Which lines of the listing below contain the word "result"? Return them.
======== THE INPUT ========
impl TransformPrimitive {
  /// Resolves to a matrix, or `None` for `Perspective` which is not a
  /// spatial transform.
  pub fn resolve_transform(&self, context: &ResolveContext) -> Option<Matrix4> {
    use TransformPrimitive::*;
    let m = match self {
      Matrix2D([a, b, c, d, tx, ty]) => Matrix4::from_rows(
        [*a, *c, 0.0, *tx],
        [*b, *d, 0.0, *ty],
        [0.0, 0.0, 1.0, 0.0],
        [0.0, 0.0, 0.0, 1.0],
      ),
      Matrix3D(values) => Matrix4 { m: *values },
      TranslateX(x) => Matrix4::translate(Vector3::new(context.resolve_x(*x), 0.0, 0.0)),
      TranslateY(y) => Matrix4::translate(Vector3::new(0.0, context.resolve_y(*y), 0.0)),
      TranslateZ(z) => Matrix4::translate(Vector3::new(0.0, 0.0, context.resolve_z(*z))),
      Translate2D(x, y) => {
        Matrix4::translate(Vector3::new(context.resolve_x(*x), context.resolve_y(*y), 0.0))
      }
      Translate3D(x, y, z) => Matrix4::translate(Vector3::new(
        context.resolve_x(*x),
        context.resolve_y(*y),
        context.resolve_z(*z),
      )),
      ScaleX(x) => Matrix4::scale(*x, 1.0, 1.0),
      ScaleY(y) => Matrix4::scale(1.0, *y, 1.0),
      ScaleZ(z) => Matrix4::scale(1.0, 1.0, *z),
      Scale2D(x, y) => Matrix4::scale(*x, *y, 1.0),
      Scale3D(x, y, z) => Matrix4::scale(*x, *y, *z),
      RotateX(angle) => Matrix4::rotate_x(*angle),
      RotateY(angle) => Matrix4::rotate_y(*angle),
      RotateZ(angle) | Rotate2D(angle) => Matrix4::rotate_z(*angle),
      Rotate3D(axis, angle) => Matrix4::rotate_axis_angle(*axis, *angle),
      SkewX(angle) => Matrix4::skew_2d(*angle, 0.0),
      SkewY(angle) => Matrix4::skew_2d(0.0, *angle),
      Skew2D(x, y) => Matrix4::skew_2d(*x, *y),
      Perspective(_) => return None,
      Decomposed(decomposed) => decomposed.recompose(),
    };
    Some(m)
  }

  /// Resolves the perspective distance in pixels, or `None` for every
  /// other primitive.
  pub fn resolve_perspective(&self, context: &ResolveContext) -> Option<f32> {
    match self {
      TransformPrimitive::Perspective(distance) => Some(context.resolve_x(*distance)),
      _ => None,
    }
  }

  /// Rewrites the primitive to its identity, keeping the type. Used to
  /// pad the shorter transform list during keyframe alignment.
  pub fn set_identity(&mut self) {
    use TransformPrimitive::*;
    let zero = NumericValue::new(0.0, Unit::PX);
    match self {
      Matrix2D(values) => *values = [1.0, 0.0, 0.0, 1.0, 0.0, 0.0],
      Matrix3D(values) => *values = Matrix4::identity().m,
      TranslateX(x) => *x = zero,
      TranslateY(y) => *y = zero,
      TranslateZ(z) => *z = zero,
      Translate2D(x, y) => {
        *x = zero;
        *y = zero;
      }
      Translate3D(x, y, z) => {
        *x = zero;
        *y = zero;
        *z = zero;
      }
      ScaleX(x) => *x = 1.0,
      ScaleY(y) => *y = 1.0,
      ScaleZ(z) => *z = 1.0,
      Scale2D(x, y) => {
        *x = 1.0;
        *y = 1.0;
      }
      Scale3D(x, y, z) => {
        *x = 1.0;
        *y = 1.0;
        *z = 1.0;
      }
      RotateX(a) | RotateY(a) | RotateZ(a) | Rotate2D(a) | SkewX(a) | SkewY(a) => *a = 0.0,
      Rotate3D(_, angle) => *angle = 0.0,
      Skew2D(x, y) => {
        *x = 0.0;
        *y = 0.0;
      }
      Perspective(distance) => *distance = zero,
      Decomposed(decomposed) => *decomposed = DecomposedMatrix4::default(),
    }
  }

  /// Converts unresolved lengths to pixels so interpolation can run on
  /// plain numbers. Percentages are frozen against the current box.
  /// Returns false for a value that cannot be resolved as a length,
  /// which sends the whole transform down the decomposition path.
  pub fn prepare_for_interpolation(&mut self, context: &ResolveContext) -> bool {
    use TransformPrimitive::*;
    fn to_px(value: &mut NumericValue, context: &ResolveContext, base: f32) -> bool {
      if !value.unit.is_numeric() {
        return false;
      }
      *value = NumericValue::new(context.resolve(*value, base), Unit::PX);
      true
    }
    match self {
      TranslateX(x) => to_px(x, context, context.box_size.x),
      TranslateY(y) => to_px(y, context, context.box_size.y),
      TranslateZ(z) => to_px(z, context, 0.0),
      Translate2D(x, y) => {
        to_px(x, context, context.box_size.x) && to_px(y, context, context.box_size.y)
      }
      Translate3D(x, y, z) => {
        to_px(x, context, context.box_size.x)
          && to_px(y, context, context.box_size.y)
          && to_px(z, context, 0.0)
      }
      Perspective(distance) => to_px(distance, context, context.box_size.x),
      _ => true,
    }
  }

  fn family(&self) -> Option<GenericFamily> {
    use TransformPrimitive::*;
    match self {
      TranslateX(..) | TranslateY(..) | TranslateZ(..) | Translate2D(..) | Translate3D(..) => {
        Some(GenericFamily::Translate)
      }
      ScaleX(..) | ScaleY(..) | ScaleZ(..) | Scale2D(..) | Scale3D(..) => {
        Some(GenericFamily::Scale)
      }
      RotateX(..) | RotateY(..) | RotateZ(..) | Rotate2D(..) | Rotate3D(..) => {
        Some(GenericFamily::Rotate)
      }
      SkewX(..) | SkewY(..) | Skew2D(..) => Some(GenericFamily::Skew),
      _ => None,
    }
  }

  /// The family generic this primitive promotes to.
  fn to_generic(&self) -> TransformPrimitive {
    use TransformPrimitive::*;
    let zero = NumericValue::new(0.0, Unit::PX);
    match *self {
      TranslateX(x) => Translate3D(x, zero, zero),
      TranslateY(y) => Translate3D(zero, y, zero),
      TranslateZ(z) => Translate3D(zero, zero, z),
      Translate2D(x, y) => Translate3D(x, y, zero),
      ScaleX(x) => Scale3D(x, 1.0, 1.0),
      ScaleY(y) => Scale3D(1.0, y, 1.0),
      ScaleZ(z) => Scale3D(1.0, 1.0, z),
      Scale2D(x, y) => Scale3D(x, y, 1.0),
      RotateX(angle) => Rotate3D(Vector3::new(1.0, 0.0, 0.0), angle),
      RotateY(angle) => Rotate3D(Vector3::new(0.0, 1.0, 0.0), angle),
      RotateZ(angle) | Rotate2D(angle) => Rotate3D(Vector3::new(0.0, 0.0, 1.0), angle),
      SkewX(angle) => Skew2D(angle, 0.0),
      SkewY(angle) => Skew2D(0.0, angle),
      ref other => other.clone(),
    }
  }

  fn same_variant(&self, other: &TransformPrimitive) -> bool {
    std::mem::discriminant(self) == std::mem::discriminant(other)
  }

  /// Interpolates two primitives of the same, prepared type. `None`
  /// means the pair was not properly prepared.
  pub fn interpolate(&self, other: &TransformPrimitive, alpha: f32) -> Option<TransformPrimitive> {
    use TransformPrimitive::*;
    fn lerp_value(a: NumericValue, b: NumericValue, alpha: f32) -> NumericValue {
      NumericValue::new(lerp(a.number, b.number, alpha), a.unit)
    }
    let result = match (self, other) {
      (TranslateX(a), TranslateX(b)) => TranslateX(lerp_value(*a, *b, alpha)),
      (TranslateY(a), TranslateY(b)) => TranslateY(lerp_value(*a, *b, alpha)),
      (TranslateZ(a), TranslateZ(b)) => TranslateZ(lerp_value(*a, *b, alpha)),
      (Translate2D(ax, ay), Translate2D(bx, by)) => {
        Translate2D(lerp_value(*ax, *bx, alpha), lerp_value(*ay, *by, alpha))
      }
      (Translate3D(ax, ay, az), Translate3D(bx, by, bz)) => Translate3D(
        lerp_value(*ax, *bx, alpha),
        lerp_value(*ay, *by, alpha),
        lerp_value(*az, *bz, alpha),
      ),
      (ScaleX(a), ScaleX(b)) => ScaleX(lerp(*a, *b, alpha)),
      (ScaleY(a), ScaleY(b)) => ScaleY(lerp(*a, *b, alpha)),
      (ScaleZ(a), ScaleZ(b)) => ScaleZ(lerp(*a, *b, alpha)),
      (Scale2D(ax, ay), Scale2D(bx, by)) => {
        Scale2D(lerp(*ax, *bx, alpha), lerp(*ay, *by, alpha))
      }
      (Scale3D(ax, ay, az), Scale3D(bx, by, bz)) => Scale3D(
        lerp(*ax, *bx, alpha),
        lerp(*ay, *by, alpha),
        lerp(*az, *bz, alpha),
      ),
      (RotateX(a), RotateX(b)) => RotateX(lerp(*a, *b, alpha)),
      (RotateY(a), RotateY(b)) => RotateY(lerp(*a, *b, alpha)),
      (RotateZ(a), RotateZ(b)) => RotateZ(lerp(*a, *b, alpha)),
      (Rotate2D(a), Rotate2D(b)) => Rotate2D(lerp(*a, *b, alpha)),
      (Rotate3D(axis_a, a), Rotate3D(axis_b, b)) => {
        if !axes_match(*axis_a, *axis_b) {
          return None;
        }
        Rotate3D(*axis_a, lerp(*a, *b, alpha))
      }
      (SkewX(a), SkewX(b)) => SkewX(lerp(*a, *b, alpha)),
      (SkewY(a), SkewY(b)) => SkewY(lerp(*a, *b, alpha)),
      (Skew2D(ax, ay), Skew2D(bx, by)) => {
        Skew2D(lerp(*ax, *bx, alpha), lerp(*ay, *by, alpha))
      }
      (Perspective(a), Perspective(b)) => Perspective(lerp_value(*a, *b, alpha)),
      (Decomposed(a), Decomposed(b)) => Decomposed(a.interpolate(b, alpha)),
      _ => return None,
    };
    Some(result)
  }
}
========
#### ANSWER FOR THE TASK:
    let result = match (self, other) {
    Some(result)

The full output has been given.